Monday, May 27, 2013

SBG: what could have gone better

A couple of weeks ago, I posted about many great things that came out of my experiment with standards-based grading in multivariable calculus. I think the experiment was a success in that there was a lot more good than bad, and the bad things weren’t so bad. Nonetheless, things could have gone better, even in ways I don’t think the students realized, and I would be remiss not to mention them. Whence this post.

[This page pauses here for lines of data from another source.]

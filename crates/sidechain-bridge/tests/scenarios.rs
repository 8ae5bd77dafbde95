//! End-to-end scenarios: mainchain bytes in, sidechain boxes out.

use std::thread;

use sidechain_bridge::core::{ForwardTransferOutput, SidechainCreationOutput};
use sidechain_bridge::{
    BridgeConfig, BridgeError, CoinBox, ForwardTransfer, GenesisContext, MainchainOutput,
    MainchainOutputProcessor, SidechainCreation, SidechainId, SidechainRelatedMainchainOutput,
    TxHash,
};

fn init_tracing() {
    let _ = tracing_subscriber::fmt()
        .with_test_writer()
        .with_max_level(tracing::Level::DEBUG)
        .try_init();
}

/// A known 20-byte key, placed in the first 20 bytes of the 32-byte
/// mainchain destination field.
const KNOWN_KEY: [u8; 20] = [
    0x5a, 0x17, 0x03, 0xc4, 0x88, 0x21, 0x9e, 0x40, 0x0b, 0x6f, 0xd2, 0x7c, 0x31, 0xa8, 0xe5,
    0x14, 0x99, 0x02, 0x6d, 0xbe,
];

#[test]
fn forward_transfer_scenario() {
    init_tracing();

    let mut destination = [0u8; 32];
    destination[..20].copy_from_slice(&KNOWN_KEY);

    let output = ForwardTransferOutput::new(100, destination, SidechainId([0x01; 32]));
    let ft = ForwardTransfer::new(output, TxHash([0u8; 32]), 0);
    let zen = ft.derive_box();

    assert_eq!(zen.value(), 100);

    let mut expected_owner = destination;
    expected_owner.reverse();
    assert_eq!(zen.proposition().0, expected_owner);
    // The known key ends up in the last 20 bytes, back to front.
    let mut reversed_key = KNOWN_KEY;
    reversed_key.reverse();
    assert_eq!(&zen.proposition().0[12..], &reversed_key);
}

#[test]
fn block_bytes_to_boxes() {
    init_tracing();

    let genesis = GenesisContext::global().unwrap();
    let sidechain_id = SidechainId([0x77; 32]);
    let config = BridgeConfig::default().with_sidechain_id(sidechain_id);
    let processor = MainchainOutputProcessor::new(config, genesis);

    let creation = SidechainCreation::new(
        SidechainCreationOutput::new(sidechain_id, 1000, 0, [0u8; 32]).unwrap(),
        TxHash([0x01; 32]),
        0,
    );
    let transfer = ForwardTransfer::new(
        ForwardTransferOutput::new(5_000, [0x42; 32], sidechain_id),
        TxHash([0x02; 32]),
        1,
    );
    let foreign = ForwardTransfer::new(
        ForwardTransferOutput::new(9, [0x43; 32], SidechainId([0x78; 32])),
        TxHash([0x02; 32]),
        2,
    );

    let records: Vec<Vec<u8>> = [
        MainchainOutput::from(creation),
        transfer.clone().into(),
        foreign.into(),
    ]
    .iter()
    .map(MainchainOutput::tagged_bytes)
    .collect();

    let derived = processor.process_tagged(&records).unwrap();
    assert_eq!(derived.len(), 2);
    assert_eq!(derived[0].sidechain_box.as_forger(), Some(genesis.forger_box()));
    assert_eq!(derived[1].sidechain_box.as_zen(), Some(&transfer.derive_box()));
    assert_eq!(derived[1].output_id, transfer.identity_hash());
}

#[test]
fn genesis_box_shared_across_threads() {
    let handles: Vec<_> = (0..8u8)
        .map(|i| {
            thread::spawn(move || {
                let genesis = GenesisContext::global().unwrap();
                let sc = SidechainCreation::new(
                    SidechainCreationOutput::new(SidechainId([i; 32]), u32::from(i) + 1, 0, [i; 32])
                        .unwrap(),
                    TxHash([i; 32]),
                    u32::from(i),
                );
                sc.to_box(genesis)
            })
        })
        .collect();

    let boxes: Vec<_> = handles.into_iter().map(|h| h.join().unwrap()).collect();
    for b in &boxes {
        assert_eq!(b, &boxes[0]);
        assert_eq!(b.nonce, 42);
        assert_eq!(b.value, 1_000_000);
    }
}

#[test]
fn truncated_record_is_malformed() {
    let ft = ForwardTransfer::new(
        ForwardTransferOutput::new(1, [0x01; 32], SidechainId([0x01; 32])),
        TxHash([0x01; 32]),
        0,
    );
    let bytes = ft.bytes();
    assert_eq!(bytes.len(), 72 + 36);

    for len in [0, 1, 71, 72, 107] {
        let err = ForwardTransfer::parse_bytes(&bytes[..len]).unwrap_err();
        assert!(matches!(err, BridgeError::MalformedInput(_)), "len {}", len);
    }
}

Arrangement of standards: There is a tough balance to achieve here, and I didn’t quite make it. The twenty-four standards included

  • 7 “common standards” that could relate to any college-level math class
  • 3 standards related to vectors and their geometry,
  • 3 standards related to graphing and parametrization,
  • 5 standards related to differentiation and its applications,
  • 4 standards related to integration and its applications,
  • 2 standards related to the classical theorems of vector calculus.
I wanted each standard to present a unified concept to be mastered. However, I didn’t want the number of standards to proliferate. I think the total number of standards is about right (anywhere in the range 20–30 would have worked), but the distribution of topics was a little off.

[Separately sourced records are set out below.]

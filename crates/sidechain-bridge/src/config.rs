//! Bridge settings.
//!
//! Only what the bridge itself consults. Genesis seeds are deliberately
//! absent: they are consensus constants, not settings.

use serde::{Deserialize, Deserializer};

use sidechain_bridge_core::SidechainId;

use crate::error::{BridgeError, Result};

/// Configuration for mainchain output ingestion.
#[derive(Debug, Clone, Default, PartialEq, Eq, Deserialize)]
#[serde(default, deny_unknown_fields)]
pub struct BridgeConfig {
    /// Sidechain this node follows, as hex. Outputs for other sidechains
    /// are filtered out when set.
    #[serde(deserialize_with = "sidechain_id_from_hex")]
    pub sidechain_id: Option<SidechainId>,

    /// Treat outputs for other sidechains as errors instead of skipping them.
    pub strict_sidechain_filter: bool,
}

fn sidechain_id_from_hex<'de, D>(
    deserializer: D,
) -> std::result::Result<Option<SidechainId>, D::Error>
where
    D: Deserializer<'de>,
{
    let hex: Option<String> = Option::deserialize(deserializer)?;
    hex.map(|s| SidechainId::from_hex(&s).map_err(serde::de::Error::custom))
        .transpose()
}

impl BridgeConfig {
    /// Parse settings from a JSON document.
    pub fn from_json(json: &str) -> Result<Self> {
        serde_json::from_str(json).map_err(|e| BridgeError::Config(e.to_string()))
    }

    /// Follow a specific sidechain.
    pub fn with_sidechain_id(mut self, sidechain_id: SidechainId) -> Self {
        self.sidechain_id = Some(sidechain_id);
        self
    }

    /// Reject rather than skip foreign outputs.
    pub fn strict(mut self) -> Self {
        self.strict_sidechain_filter = true;
        self
    }
}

First, seven common standards is too many. Four or five would be more appropriate. Algebra and presentation are essential to treat separately. The others, while distinct in my mind before the class began, became somewhat muddled in their distinction during the semester, and some even overlapped a fair amount with the content-specific standards. The first six or seven standards scored on each homework assignment (often only six, because one was essentially “use of technology”, which rarely figured directly into the homework) became a blurry wash, occasionally used to try to indicate some general, but ill-defined, skill needed attention.

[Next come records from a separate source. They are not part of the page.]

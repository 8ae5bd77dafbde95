//! Fixed-layout binary reading and writing.
//!
//! Mainchain structures mix byte orders: amounts and epoch lengths are
//! little-endian, hashes are stored as the mainchain prints them, and the
//! sidechain appends its own big-endian fields. Every read here names its
//! byte order so a call site never has to guess.

use crate::error::{CoreError, Result};

/// A bounds-checked cursor over a byte slice.
#[derive(Debug)]
pub struct Reader<'a> {
    bytes: &'a [u8],
    offset: usize,
}

impl<'a> Reader<'a> {
    /// Start reading `bytes` at `offset`.
    pub fn new(bytes: &'a [u8], offset: usize) -> Self {
        Self { bytes, offset }
    }

    /// Current absolute offset.
    pub fn offset(&self) -> usize {
        self.offset
    }

    /// Bytes left after the cursor.
    pub fn remaining(&self) -> usize {
        self.bytes.len().saturating_sub(self.offset)
    }

    /// Take the next `len` bytes.
    pub fn take(&mut self, len: usize) -> Result<&'a [u8]> {
        if self.remaining() < len {
            return Err(CoreError::MalformedInput(format!(
                "need {} bytes at offset {}, only {} left",
                len,
                self.offset,
                self.remaining()
            )));
        }
        let slice = &self.bytes[self.offset..self.offset + len];
        self.offset += len;
        Ok(slice)
    }

    /// Read a 32-byte array verbatim.
    pub fn read_array32(&mut self) -> Result<[u8; 32]> {
        let mut arr = [0u8; 32];
        arr.copy_from_slice(self.take(32)?);
        Ok(arr)
    }

    pub fn read_u32_be(&mut self) -> Result<u32> {
        let mut arr = [0u8; 4];
        arr.copy_from_slice(self.take(4)?);
        Ok(u32::from_be_bytes(arr))
    }

    pub fn read_u32_le(&mut self) -> Result<u32> {
        let mut arr = [0u8; 4];
        arr.copy_from_slice(self.take(4)?);
        Ok(u32::from_le_bytes(arr))
    }

    pub fn read_u64_le(&mut self) -> Result<u64> {
        let mut arr = [0u8; 8];
        arr.copy_from_slice(self.take(8)?);
        Ok(u64::from_le_bytes(arr))
    }

    /// Fail unless every byte has been consumed.
    pub fn finish(self) -> Result<()> {
        match self.remaining() {
            0 => Ok(()),
            n => Err(CoreError::MalformedInput(format!("{} trailing bytes", n))),
        }
    }
}

/// Copy of `bytes` in reverse order.
pub fn reverse_bytes<const N: usize>(bytes: &[u8; N]) -> [u8; N] {
    let mut out = *bytes;
    out.reverse();
    out
}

Second, I was too clever in collecting related topics, to the point that certain standards were only partially covered for several weeks at a time. For instance, “line integrals” included both arc length computation—covered in the first chapter—as well as integrals of vector fields—covered in chapter 4. This was perhaps the most egregious example. The topics covered by each standard should have been collected not only by commonality, but also chronologically.

Third, the relative importance of the standards, or at least the relative emphasis that was given to each during class, was not as balanced as I would have like. Setting up and evaluating double and triple integrals—a single standard on the syllabus—takes over a week of class time (although part of that time includes changing coordinates, which was a separate standard). Visualizing vector fields—the only standard that was only tested once, on the final exam—was dealt with sporadically in class. Is it as important to be able to interpret the visual information carried by a graphical vector field as it is to find integrals of several variables? Arguably, hence the separate and equal standards. Was that equality reflected in the amount of attention it was given during the semester? Again, not as much as I would have liked. Not sure this is a challenge of standards per se, but more of course design. Having the standards just highlights the inequity.

Finally, on this topic, even some of the content-specific standards overlapped more than I had intended. I mostly managed to avoid the obvious pitfalls: for instance, computing integrals and finding parametrizations were handled separately, so if a question asked students to find the surface area of a figure, say, and someone set up the wrong integral but computed it correctly from that point, they could get credit for integration but not for parametrization. But what exactly are the skills that go in to setting up an integral? There were standards for describing objects in 2 or 3 dimensions, as well as an “analysis” standard that, in part, required finding the domain of a function. When a double or triple integral is needed, one has to draw on one or more of these skills to find appropriate limits of integration. When it seemed to me like a problem could have been solved by several different approaches, does a failure to find any solution reflect a lack of mastery of all those skills? Hard call. No one’s scores suffered seriously from this ambiguity, but occasionally I found myself judging a surprising number of standards on the basis of one or two exercises.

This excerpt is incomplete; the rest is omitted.